I just loved him costariing with the like of Bing in the "Road To" shows and with Lucille Ball in "Son of Paleface". Others who have played an important roll are
Joseph Coors - brewer of my favorite beer (although it was not available on the East Coast until the mid 80's); Fred Rogers, someone we all grew up with; Hume Cronyn who I particualarly loved in a WWII movie in which
Spencer Tracy   escapes from 1936 concentration camp and he is helped by Hume (who died in nearby Fairfield, CT); and other famous people dying and making me feel old. I am a big Spencer Tracy fan (that comes hand in hand with Katherine Hepburn). He died shortly after "Guess Whose Coming to Dinner" in 1967 when I was four years old. A great movie that makes on really think. Heck, if my daughter brought home an elegant man like Sidney Poitier I wouldn't hesitate to marry her off whether he was red, white or blue." I love every Spencer Tracy movie I have seen - no he did not die this year but I have to emote my admiration of this man while I was on the subject of desceased actors.

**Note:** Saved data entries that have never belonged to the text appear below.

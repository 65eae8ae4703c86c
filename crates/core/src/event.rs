use chrono::{DateTime, Utc};

/// A domain event emitted by an aggregate.
///
/// Events are facts: immutable, named and timestamped. The API layer maps some
/// of them onto activity-log entries.
pub trait DomainEvent: Clone + core::fmt::Debug + Send + Sync + 'static {
    /// Stable event name (e.g. "registry.application.approved").
    fn event_type(&self) -> &'static str;

    /// When the event occurred (business time).
    fn occurred_at(&self) -> DateTime<Utc>;
}
//! Domain error model.

use thiserror::Error;

/// Result type used across the domain layer.
pub type DomainResult<T> = Result<T, DomainError>;

/// Domain-level error.
///
/// Keep this focused on deterministic, business/domain failures (validation,
/// invariants, conflicts). Infrastructure concerns belong elsewhere.
#[derive(Debug, Error, Clone, PartialEq, Eq)]
pub enum DomainError {
    /// A value failed validation (e.g. malformed input).
    #[error("{0}")]
    Validation(String),

    /// An identifier was invalid (e.g. parse failure).
    #[error("invalid identifier: {0}")]
    InvalidId(String),

    /// A requested resource was not found.
    #[error("{0} not found")]
    NotFound(&'static str),

    /// A conflict occurred (duplicate key, stale version).
    #[error("{0}")]
    Conflict(String),

    /// A lifecycle transition that the state machine does not allow.
    #[error("cannot move {entity} from {from} to {to}")]
    InvalidTransition {
        entity: &'static str,
        from: String,
        to: String,
    },
}

impl DomainError {
    pub fn validation(msg: impl Into<String>) -> Self {
        Self::Validation(msg.into())
    }

    pub fn invalid_id(msg: impl Into<String>) -> Self {
        Self::InvalidId(msg.into())
    }

    pub fn conflict(msg: impl Into<String>) -> Self {
        Self::Conflict(msg.into())
    }

    pub fn not_found(what: &'static str) -> Self {
        Self::NotFound(what)
    }

    pub fn invalid_transition(
        entity: &'static str,
        from: impl core::fmt::Display,
        to: impl core::fmt::Display,
    ) -> Self {
        Self::InvalidTransition {
            entity,
            from: from.to_string(),
            to: to.to_string(),
        }
    }
}
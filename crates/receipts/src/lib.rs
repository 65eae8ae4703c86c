//! `amo-receipts`: fiscal receipts and their public verification scans.

pub mod receipt;

pub use receipt::{NewReceipt, Receipt, Scan, normalize_code};
use std::sync::Arc;

use axum::{
    extract::State,
    http::{HeaderMap, StatusCode},
    middleware::Next,
    response::{IntoResponse, Redirect, Response},
    Json,
};
use chrono::Utc;
use tower_cookies::Cookies;

use amo_auth::gate::{self, GateDecision, LOGIN_PAGE};
use amo_auth::SessionCodec;

use crate::context::RequestContext;

/// Cookie carrying the session token.
pub const SESSION_COOKIE: &str = "amo_session";

#[derive(Clone)]
pub struct SessionState {
    pub sessions: Arc<SessionCodec>,
}

/// Resolve the caller's session, apply the request gate and attach a
/// [`RequestContext`] for the handlers.
pub async fn session_gate(
    State(state): State<SessionState>,
    cookies: Cookies,
    mut req: axum::http::Request<axum::body::Body>,
    next: Next,
) -> Response {
    let claims = session_token(&cookies, req.headers()).and_then(|token| {
        state
            .sessions
            .decode(&token, Utc::now())
            .map_err(|e| tracing::debug!(error = %e, "ignoring invalid session token"))
            .ok()
    });

    let path = req.uri().path();
    match gate::evaluate(path, claims.as_ref()) {
        GateDecision::Allow => {}
        GateDecision::Redirect(LOGIN_PAGE) if gate::is_api_path(path) => {
            return unauthenticated();
        }
        GateDecision::Redirect(target) => {
            tracing::debug!(path, redirect = target, "gate redirect");
            return Redirect::temporary(target).into_response();
        }
    }

    let ctx = match claims {
        Some(claims) => RequestContext::authenticated(claims),
        None => RequestContext::anonymous(),
    };
    req.extensions_mut().insert(ctx);

    next.run(req).await
}

fn unauthenticated() -> Response {
    (
        StatusCode::UNAUTHORIZED,
        Json(serde_json::json!({
            "error": "unauthorized",
            "message": "authentication required",
            "redirect": LOGIN_PAGE,
        })),
    )
        .into_response()
}

fn session_token(cookies: &Cookies, headers: &HeaderMap) -> Option<String> {
    if let Some(token) = extract_bearer(headers) {
        return Some(token.to_string());
    }
    cookies
        .get(SESSION_COOKIE)
        .map(|c| c.value().trim().to_string())
        .filter(|v| !v.is_empty())
}

fn extract_bearer(headers: &HeaderMap) -> Option<&str> {
    let header = headers.get(axum::http::header::AUTHORIZATION)?;
    let header = header.to_str().ok()?;
    let token = header.strip_prefix("Bearer ")?.trim();
    if token.is_empty() {
        return None;
    }
    Some(token)
}

#[cfg(test)]
mod tests {
    use super::*;
    use axum::http::HeaderValue;

    #[test]
    fn bearer_header_is_parsed() {
        let mut headers = HeaderMap::new();
        assert_eq!(extract_bearer(&headers), None);

        headers.insert(
            axum::http::header::AUTHORIZATION,
            HeaderValue::from_static("Bearer  abc.def.ghi "),
        );
        assert_eq!(extract_bearer(&headers), Some("abc.def.ghi"));

        headers.insert(
            axum::http::header::AUTHORIZATION,
            HeaderValue::from_static("Basic Zm9vOmJhcg=="),
        );
        assert_eq!(extract_bearer(&headers), None);

        headers.insert(
            axum::http::header::AUTHORIZATION,
            HeaderValue::from_static("Bearer "),
        );
        assert_eq!(extract_bearer(&headers), None);
    }
}
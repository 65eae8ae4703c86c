use core::str::FromStr;

use chrono::{DateTime, Utc};
use serde::{Deserialize, Serialize};

use amo_core::{DomainError, DomainResult, Entity, MessageId, UserId};

#[derive(Debug, Copy, Clone, PartialEq, Eq, Hash, Serialize, Deserialize)]
#[serde(rename_all = "SCREAMING_SNAKE_CASE")]
pub enum MessageStatus {
    Unread,
    Read,
    Archived,
}

impl MessageStatus {
    pub fn as_str(&self) -> &'static str {
        match self {
            MessageStatus::Unread => "UNREAD",
            MessageStatus::Read => "READ",
            MessageStatus::Archived => "ARCHIVED",
        }
    }
}

impl FromStr for MessageStatus {
    type Err = DomainError;

    fn from_str(s: &str) -> Result<Self, Self::Err> {
        match s.trim() {
            "UNREAD" => Ok(MessageStatus::Unread),
            "READ" => Ok(MessageStatus::Read),
            "ARCHIVED" => Ok(MessageStatus::Archived),
            _ => Err(DomainError::validation("Invalid status")),
        }
    }
}

#[derive(Debug, Clone, PartialEq, Eq, Serialize, Deserialize)]
#[serde(rename_all = "camelCase")]
pub struct Message {
    pub id: MessageId,
    pub subject: String,
    pub content: String,
    pub status: MessageStatus,
    pub sender_id: UserId,
    pub created_at: DateTime<Utc>,
    pub updated_at: DateTime<Utc>,
}

impl Message {
    pub fn compose(sender: UserId, subject: &str, content: &str, now: DateTime<Utc>) -> DomainResult<Self> {
        let (subject, content) = (subject.trim(), content.trim());
        if subject.is_empty() || content.is_empty() {
            return Err(DomainError::validation("subject and content are required"));
        }
        Ok(Self {
            id: MessageId::new(),
            subject: subject.to_string(),
            content: content.to_string(),
            status: MessageStatus::Unread,
            sender_id: sender,
            created_at: now,
            updated_at: now,
        })
    }

    pub fn mark(&mut self, status: MessageStatus, now: DateTime<Utc>) {
        self.status = status;
        self.updated_at = now;
    }
}

impl Entity for Message {
    type Id = MessageId;

    fn id(&self) -> &Self::Id {
        &self.id
    }

    fn created_at(&self) -> DateTime<Utc> {
        self.created_at
    }
}
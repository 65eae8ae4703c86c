//! Page descriptors for the dashboard front end.
//!
//! The gate has already redirected anonymous callers and incomplete profiles
//! by the time these run; the shell then bounces non-admins out of admin
//! sections.

use axum::{
    extract::Extension,
    http::Uri,
    response::{IntoResponse, Redirect, Response},
    routing::get,
    Json, Router,
};
use serde_json::json;

use amo_auth::gate::{CHANGE_PASSWORD_PAGE, LOGIN_PAGE, PROFILE_UPDATE_PAGE};
use amo_auth::shell::{self, ShellDecision};

use crate::app::errors::ApiError;
use crate::context::RequestContext;

pub fn router() -> Router {
    Router::new()
        .route(LOGIN_PAGE, get(login_page))
        .route(CHANGE_PASSWORD_PAGE, get(change_password_page))
        .route(PROFILE_UPDATE_PAGE, get(profile_update_page))
        .route("/dashboard", get(dashboard_page))
        .route("/dashboard/*rest", get(dashboard_page))
}

pub async fn login_page() -> impl IntoResponse {
    Json(json!({
        "page": "login",
        "action": "/api/auth/signin",
    }))
}

pub async fn change_password_page(Extension(ctx): Extension<RequestContext>) -> impl IntoResponse {
    Json(json!({
        "page": "change-password",
        "action": "/api/profile/change-password",
        "required": ctx.principal().is_some_and(|p| p.must_change_password),
    }))
}

pub async fn profile_update_page(Extension(ctx): Extension<RequestContext>) -> impl IntoResponse {
    Json(json!({
        "page": "profile-update",
        "action": "/api/profile/update",
        "profile": ctx.principal(),
    }))
}

pub async fn dashboard_page(Extension(ctx): Extension<RequestContext>, uri: Uri) -> Result<Response, ApiError> {
    let principal = ctx.principal().ok_or(ApiError::Unauthenticated)?;
    let path = uri.path();

    match shell::resolve(principal.role, path) {
        ShellDecision::Redirect(target) => {
            tracing::debug!(path, role = %principal.role, "admin section denied; redirecting");
            Ok(Redirect::temporary(target).into_response())
        }
        ShellDecision::Render(shell) => Ok(Json(json!({
            "shell": shell.kind,
            "path": path,
            "navigation": shell.navigation,
        }))
        .into_response()),
    }
}
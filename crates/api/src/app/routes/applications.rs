use std::sync::Arc;

use axum::{
    extract::{Extension, Path},
    http::StatusCode,
    response::IntoResponse,
    routing::{get, patch, post},
    Json, Router,
};
use serde_json::{json, Value as JsonValue};

use amo_auth::Capability;
use amo_core::ApplicationId;
use amo_registry::{ApplicationAction, ApplicationStatus, CompanyDetails};

use crate::app::dto::{self, parse_id};
use crate::app::errors::ApiError;
use crate::app::extract::ValidatedJson;
use crate::app::services::{AppServices, Submission};
use crate::context::RequestContext;

pub fn router() -> Router {
    Router::new()
        .route("/", get(list_applications).post(submit_nested))
        .route("/request", get(own_application).post(submit_flat))
        .route("/:id", patch(patch_status))
        .route("/:id/action", post(apply_action))
}

fn submission_response(submission: &Submission) -> (StatusCode, Json<JsonValue>) {
    (
        StatusCode::CREATED,
        Json(json!({
            "message": "Company application submitted successfully",
            "company": submission.company,
            "desktopApplication": submission.application,
        })),
    )
}

pub async fn list_applications(
    Extension(services): Extension<Arc<AppServices>>,
    Extension(ctx): Extension<RequestContext>,
) -> Result<impl IntoResponse, ApiError> {
    let items = services
        .list_applications(ctx.principal())
        .await?
        .iter()
        .map(dto::application_to_json)
        .collect::<Vec<_>>();
    Ok(Json(json!(items)))
}

/// Get-started flow: `{"company": {...}}`.
pub async fn submit_nested(
    Extension(services): Extension<Arc<AppServices>>,
    Extension(ctx): Extension<RequestContext>,
    payload: Result<ValidatedJson<dto::NestedApplicationRequest>, ApiError>,
) -> Result<impl IntoResponse, ApiError> {
    ctx.require(Capability::SubmitApplication)?;
    let ValidatedJson(body) = payload?;
    let submission = services.submit_application(ctx.principal(), &body.company).await?;
    Ok(submission_response(&submission))
}

pub async fn submit_flat(
    Extension(services): Extension<Arc<AppServices>>,
    Extension(ctx): Extension<RequestContext>,
    payload: Result<ValidatedJson<CompanyDetails>, ApiError>,
) -> Result<impl IntoResponse, ApiError> {
    ctx.require(Capability::SubmitApplication)?;
    let ValidatedJson(body) = payload?;
    let submission = services.submit_application(ctx.principal(), &body).await?;
    Ok(submission_response(&submission))
}

pub async fn own_application(
    Extension(services): Extension<Arc<AppServices>>,
    Extension(ctx): Extension<RequestContext>,
) -> Result<impl IntoResponse, ApiError> {
    let latest = services.own_application(ctx.principal()).await?;
    Ok(Json(
        latest
            .as_ref()
            .map_or(JsonValue::Null, dto::own_application_to_json),
    ))
}

pub async fn apply_action(
    Extension(services): Extension<Arc<AppServices>>,
    Extension(ctx): Extension<RequestContext>,
    Path(id): Path<String>,
    payload: Result<ValidatedJson<dto::ApplicationActionRequest>, ApiError>,
) -> Result<impl IntoResponse, ApiError> {
    ctx.require(Capability::ReviewApplications)?;
    let ValidatedJson(body) = payload?;
    let id: ApplicationId = parse_id(&id)?;
    let action: ApplicationAction = body.action.as_deref().unwrap_or_default().parse()?;
    change_status(&services, &ctx, id, action.target()).await
}

pub async fn patch_status(
    Extension(services): Extension<Arc<AppServices>>,
    Extension(ctx): Extension<RequestContext>,
    Path(id): Path<String>,
    payload: Result<ValidatedJson<dto::ApplicationStatusRequest>, ApiError>,
) -> Result<impl IntoResponse, ApiError> {
    ctx.require(Capability::ReviewApplications)?;
    let ValidatedJson(body) = payload?;
    let id: ApplicationId = parse_id(&id)?;
    let status: ApplicationStatus = body
        .status
        .as_deref()
        .ok_or_else(|| ApiError::validation("Status is required"))?
        .parse()?;
    change_status(&services, &ctx, id, status).await
}

async fn change_status(
    services: &AppServices,
    ctx: &RequestContext,
    id: ApplicationId,
    target: ApplicationStatus,
) -> Result<Json<JsonValue>, ApiError> {
    let listing = services
        .change_application_status(ctx.principal(), id, target)
        .await?;
    Ok(Json(json!({
        "success": true,
        "application": dto::application_to_json(&listing),
    })))
}
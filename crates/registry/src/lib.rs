//! `amo-registry`: company registration, desktop-application review and the
//! platform activity trail.

pub mod activity;
pub mod application;
pub mod company;

pub use activity::{Activity, ActivityType};
pub use application::{
    ApplicationAction, ApplicationCommand, ApplicationEvent, ApplicationStatus, DesktopApplication,
};
pub use company::{Company, CompanyDetails, TinNumber};
//! HTTP API: server, routing, and request/response mapping.

pub mod app;
pub mod config;
pub mod context;
pub mod middleware;
use serde::Serialize;

use amo_core::UserId;

use crate::{Role, SessionClaims};

/// The authenticated caller as seen by handlers and the policy.
#[derive(Debug, Clone, PartialEq, Eq, Serialize)]
#[serde(rename_all = "camelCase")]
pub struct Principal {
    pub user_id: UserId,
    pub email: String,
    pub name: Option<String>,
    pub role: Role,
    pub must_change_password: bool,
    pub phone_number: Option<String>,
}

impl Principal {
    pub fn is_admin(&self) -> bool {
        self.role.is_admin()
    }
}

impl From<&SessionClaims> for Principal {
    fn from(claims: &SessionClaims) -> Self {
        Self {
            user_id: claims.sub,
            email: claims.email.clone(),
            name: claims.name.clone(),
            role: claims.role,
            must_change_password: claims.must_change_password,
            phone_number: claims.phone_number.clone(),
        }
    }
}
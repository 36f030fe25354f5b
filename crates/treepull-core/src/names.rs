use thiserror::Error;

#[derive(Debug, Error, PartialEq, Eq)]
pub enum RepoUrlError {
    #[error("invalid repository URL '{url}': expected <host>/<owner>/<repo>")]
    MissingSegments { url: String },
    #[error("invalid repository URL '{url}': segment '{segment}' contains invalid character '{character}'")]
    InvalidCharacter {
        url: String,
        segment: String,
        character: char,
    },
}

#[derive(Debug, Clone, PartialEq, Eq)]
pub struct RepoLocator {
    pub host: String,
    pub owner: String,
    pub repo: String,
    /// Set for `file://` repositories; owner and repo are its last two segments.
    pub local_path: Option<String>,
    /// Address handed to git. Trailing path segments of the input are dropped.
    pub remote: String,
}

impl RepoLocator {
    pub fn canonical_url(&self) -> String {
        match &self.local_path {
            Some(path) => format!("file://{path}"),
            None => format!("https://{}/{}/{}", self.host, self.owner, self.repo),
        }
    }

    pub fn full_name(&self) -> String {
        format!("{}/{}", self.owner, self.repo)
    }

    pub fn cache_key(&self) -> String {
        match &self.local_path {
            Some(path) => sanitize_repo_component(&format!("{}{path}", self.host)),
            None => sanitize_repo_component(&format!("{}-{}-{}", self.host, self.owner, self.repo)),
        }
    }
}

/// Accepts `https://host/owner/repo`, `host/owner/repo`, `git@host:owner/repo`
/// and any of those with a `.git` suffix or trailing path segments. A
/// `file://` URL names a local repository by its full path.
pub fn parse_repo_url(url: &str) -> Result<RepoLocator, RepoUrlError> {
    let trimmed = url.trim();
    if let Some(path) = strip_prefix_ignore_case(trimmed, "file://") {
        return parse_local_path(url, path);
    }
    let (scheme, rest) = match trimmed.split_once("://") {
        Some((scheme, rest)) => (Some(scheme.to_ascii_lowercase()), rest),
        None => (None, trimmed),
    };
    let (user, rest) = match rest.split_once('@') {
        Some((user, rest)) => (Some(user), rest),
        None => (None, rest),
    };
    let normalized = if scheme.is_none() && user.is_some() {
        rest.replacen(':', "/", 1)
    } else {
        rest.to_string()
    };

    let mut segments = normalized.split('/').filter(|segment| !segment.is_empty());
    let (Some(host), Some(owner), Some(repo)) = (segments.next(), segments.next(), segments.next())
    else {
        return Err(RepoUrlError::MissingSegments {
            url: url.to_string(),
        });
    };

    let repo = repo.strip_suffix(".git").unwrap_or(repo);

    for segment in [owner, repo] {
        validate_segment(url, segment)?;
    }

    let host = host.to_ascii_lowercase();
    let remote = match (scheme, user) {
        (Some(scheme), Some(user)) => format!("{scheme}://{user}@{host}/{owner}/{repo}"),
        (Some(scheme), None) => format!("{scheme}://{host}/{owner}/{repo}"),
        (None, Some(user)) => format!("{user}@{host}:{owner}/{repo}"),
        (None, None) => format!("https://{host}/{owner}/{repo}"),
    };

    Ok(RepoLocator {
        host,
        owner: owner.to_string(),
        repo: repo.to_string(),
        local_path: None,
        remote,
    })
}

fn parse_local_path(url: &str, path: &str) -> Result<RepoLocator, RepoUrlError> {
    let path = path.trim_end_matches('/');
    let mut segments = path.rsplit('/').filter(|segment| !segment.is_empty());
    let (Some(repo), Some(owner)) = (segments.next(), segments.next()) else {
        return Err(RepoUrlError::MissingSegments {
            url: url.to_string(),
        });
    };

    let repo = repo.strip_suffix(".git").unwrap_or(repo);
    for segment in [owner, repo] {
        validate_segment(url, segment)?;
    }

    Ok(RepoLocator {
        host: "local".to_string(),
        owner: owner.to_string(),
        repo: repo.to_string(),
        local_path: Some(path.to_string()),
        remote: format!("file://{path}"),
    })
}

fn strip_prefix_ignore_case<'a>(value: &'a str, prefix: &str) -> Option<&'a str> {
    let head = value.get(..prefix.len())?;
    head.eq_ignore_ascii_case(prefix)
        .then(|| &value[prefix.len()..])
}

fn validate_segment(url: &str, segment: &str) -> Result<(), RepoUrlError> {
    if segment.is_empty() || segment == "." || segment == ".." {
        return Err(RepoUrlError::MissingSegments {
            url: url.to_string(),
        });
    }

    for character in segment.chars() {
        if character.is_ascii_alphanumeric()
            || character == '-'
            || character == '_'
            || character == '.'
        {
            continue;
        }

        return Err(RepoUrlError::InvalidCharacter {
            url: url.to_string(),
            segment: segment.to_string(),
            character,
        });
    }

    Ok(())
}

pub fn sanitize_repo_component(value: &str) -> String {
    let mut output = String::with_capacity(value.len());

    for character in value.chars() {
        if character.is_ascii_lowercase()
            || character.is_ascii_digit()
            || character == '_'
            || character == '-'
        {
            output.push(character);
        } else if character.is_ascii_uppercase() {
            output.push(character.to_ascii_lowercase());
        } else {
            output.push('-');
        }
    }

    if output.is_empty() {
        return "repo".to_string();
    }

    output
}
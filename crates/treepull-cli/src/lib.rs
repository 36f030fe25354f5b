pub mod cli;
pub mod diagnostics;
pub mod dispatch;

use anyhow::Result;
use clap::Parser;
use tracing::warn;
use treepull_app::App;
use treepull_core::config::TreepullConfig;

use crate::cli::{Cli, Command};
use crate::diagnostics::DiagnosticsSession;

pub fn run() -> Result<()> {
    let cli = Cli::parse();
    let diagnostics = DiagnosticsSession::initialize(cli.diagnostics)?;
    if let Some(path) = diagnostics.path() {
        eprintln!("Diagnostics enabled: {}", path.display());
    }
    diagnostics.record(format!("command={:?}", cli.command));

    let mut config = match (App::load_config(), &cli.command) {
        (Ok(config), _) => config,
        (Err(error), Command::Doctor) => {
            warn!(error = %error, "config failed to load; doctor runs with defaults");
            TreepullConfig::default()
        }
        (Err(error), _) => return Err(error),
    };

    if let Command::Pull(args) = &cli.command
        && let Some(dest) = &args.dest
    {
        config.pull.destination = dest.clone();
    }

    let app = App::from_config(config)?;
    let result = dispatch::run_with_app(cli.command, &app);
    if let Err(error) = &result {
        diagnostics.record(format!("command failed: {error:#}"));
    }
    result
}
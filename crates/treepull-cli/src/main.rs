fn main() {
    if let Err(error) = treepull_cli::run() {
        eprintln!("Error: {error:#}");
        std::process::exit(1);
    }
}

Another way to make you feel old is to work on your family's genealogy and see the generations grow and grow. My second cousins who were babies when I was young are all at the marrying stage. It can also make you feel young, I was lucky to find several people who had already done the genealogy on relatives of my mother and so far the records go back to 16th century England - wow


Well, I fell good but old today - hope this finds you all well and feeling young!